To do: Pick out and copy every line below that has the word "DeliveryError".

Source data
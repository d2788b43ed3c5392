//! Delivery worker.
//!
//! A worker drains ready envelopes from the [`DeliveryQueue`], hands each one
//! to the [`EmailSender`] under the send timeout and settles the lease
//! according to the [`RetryPolicy`]. Between passes it sleeps until the
//! earliest pending envelope becomes eligible, a new envelope is queued, or
//! shutdown is signalled.

use std::{sync::Arc, time::Duration};

use conduit_common::{Signal, clock, envelope::Envelope, internal, tracing};
use tokio::sync::broadcast::{self, error::TryRecvError};

use crate::{
    error::{DeliveryError, TransientError},
    policy::{Decision, RetryPolicy},
    queue::{DeliveryQueue, Lease},
    send_log::{Outcome, SendLog, SendLogEntry},
    sender::EmailSender,
};

/// Longest a worker sleeps between passes, so expiry and log purging still
/// happen on an idle queue.
const MAX_IDLE: Duration = Duration::from_secs(60);

#[derive(Debug, Clone)]
pub struct DeliveryWorker {
    id: usize,
    queue: DeliveryQueue,
    send_log: SendLog,
    sender: Arc<dyn EmailSender>,
    policy: RetryPolicy,
    send_timeout: Duration,
}

impl DeliveryWorker {
    #[must_use]
    pub fn new(
        queue: DeliveryQueue,
        send_log: SendLog,
        sender: Arc<dyn EmailSender>,
        policy: RetryPolicy,
        send_timeout: Duration,
    ) -> Self {
        Self {
            id: 0,
            queue,
            send_log,
            sender,
            policy,
            send_timeout,
        }
    }

    /// Identify this worker in logs when several share a queue
    #[must_use]
    pub const fn with_id(mut self, id: usize) -> Self {
        self.id = id;
        self
    }

    /// Evict expired envelopes, then attempt every envelope that is ready now.
    ///
    /// Returns the number of send attempts made.
    pub async fn process_ready(&self) -> usize {
        self.drain(None).await.attempted
    }

    /// One pass over the ready envelopes. With a shutdown receiver the pass
    /// stops after the attempt in progress once shutdown has been signalled.
    async fn drain(&self, mut shutdown: Option<&mut broadcast::Receiver<Signal>>) -> Pass {
        self.evict_expired();
        self.send_log.purge();

        let mut pass = Pass::default();
        loop {
            if shutdown.as_deref_mut().is_some_and(shutdown_requested) {
                pass.interrupted = true;
                break;
            }
            let Some(lease) = self.queue.dequeue_ready() else {
                break;
            };

            // The clock moves while earlier envelopes in this pass are sent
            let now = self.queue.clock().now();
            if lease.envelope().is_expired(now, self.policy.max_age) {
                self.expired(lease.envelope(), now);
                self.queue.complete(lease);
                continue;
            }

            self.attempt(lease).await;
            pass.attempted += 1;
        }

        pass
    }

    fn evict_expired(&self) {
        let now = self.queue.clock().now();

        for envelope in self.queue.evict_expired(self.policy.max_age) {
            self.expired(&envelope, now);
        }
    }

    fn expired(&self, envelope: &Envelope, now: chrono::DateTime<chrono::Utc>) {
        tracing::warn!(
            worker = self.id,
            envelope = %envelope.id(),
            from = envelope.reply_to(),
            to = ?envelope.recipients(),
            subject = envelope.subject().unwrap_or_default(),
            "Discarding expired message"
        );
        self.send_log
            .append(SendLogEntry::new(envelope, Outcome::Expired, now));
    }

    async fn attempt(&self, lease: Lease) {
        let envelope = lease.envelope();
        internal!(
            level = DEBUG,
            worker = self.id,
            envelope = %envelope.id(),
            attempt = envelope.attempts() + 1,
            "Sending message"
        );

        let result = tokio::time::timeout(self.send_timeout, self.sender.send(envelope))
            .await
            .unwrap_or_else(|_| Err(TransientError::Timeout(self.send_timeout).into()));
        let now = self.queue.clock().now();

        match result {
            Ok(receipt) => {
                tracing::info!(
                    worker = self.id,
                    envelope = %envelope.id(),
                    from = envelope.reply_to(),
                    to = ?envelope.recipients(),
                    subject = envelope.subject().unwrap_or_default(),
                    operation = receipt.operation_id.as_deref().unwrap_or_default(),
                    "Message sent"
                );
                self.send_log
                    .append(SendLogEntry::new(envelope, Outcome::Sent, now));
                self.queue.complete(lease);
            }
            Err(error) => self.failed(lease, &error, now),
        }
    }

    fn failed(&self, lease: Lease, error: &DeliveryError, now: chrono::DateTime<chrono::Utc>) {
        let envelope = lease.envelope();

        match self.policy.decide(envelope, now) {
            Decision::Retry { delay } => {
                tracing::warn!(
                    worker = self.id,
                    envelope = %envelope.id(),
                    attempt = envelope.attempts() + 1,
                    retry_limit = self.policy.retry_limit,
                    "Send failed, requeueing message: {error}"
                );
                self.send_log.append(
                    SendLogEntry::new(envelope, Outcome::Requeued, now).with_error(error),
                );
                self.queue.requeue(lease, delay);
            }
            Decision::GiveUp(reason) => {
                tracing::error!(
                    worker = self.id,
                    envelope = %envelope.id(),
                    from = envelope.reply_to(),
                    to = ?envelope.recipients(),
                    subject = envelope.subject().unwrap_or_default(),
                    ?reason,
                    "Send failed, discarding message: {error}"
                );
                self.send_log.append(
                    SendLogEntry::new(envelope, Outcome::FailedPermanent, now).with_error(error),
                );
                self.queue.complete(lease);
            }
        }
    }

    /// Run until shutdown is signalled.
    ///
    /// An attempt in progress when shutdown arrives is finished first; the
    /// rest of the backlog stays queued.
    pub async fn serve(&self, mut shutdown: broadcast::Receiver<Signal>) {
        internal!(level = INFO, worker = self.id, "Delivery worker starting");

        loop {
            if self.drain(Some(&mut shutdown)).await.interrupted {
                internal!(level = INFO, worker = self.id, "Delivery worker received shutdown signal");
                break;
            }

            let now = self.queue.clock().now();
            let idle = self
                .queue
                .next_eligible_at()
                .map_or(MAX_IDLE, |at| clock::elapsed(now, at).min(MAX_IDLE));

            tokio::select! {
                () = self.queue.notified() => {}
                () = tokio::time::sleep(idle) => {}
                sig = shutdown.recv() => {
                    match sig {
                        Ok(Signal::Shutdown) => {
                            internal!(level = INFO, worker = self.id, "Delivery worker received shutdown signal");
                        }
                        Err(e) => {
                            tracing::error!(worker = self.id, "Delivery worker shutdown channel error: {e}");
                        }
                    }
                    break;
                }
            }
        }

        internal!(level = INFO, worker = self.id, "Delivery worker stopped");
    }
}

#[derive(Debug, Default)]
struct Pass {
    attempted: usize,
    interrupted: bool,
}

/// Whether shutdown was signalled, without waiting for it
fn shutdown_requested(shutdown: &mut broadcast::Receiver<Signal>) -> bool {
    !matches!(shutdown.try_recv(), Err(TryRecvError::Empty))
}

Worked solution:
    error::{DeliveryError, TransientError},
    fn failed(&self, lease: Lease, error: &DeliveryError, now: chrono::DateTime<chrono::Utc>) {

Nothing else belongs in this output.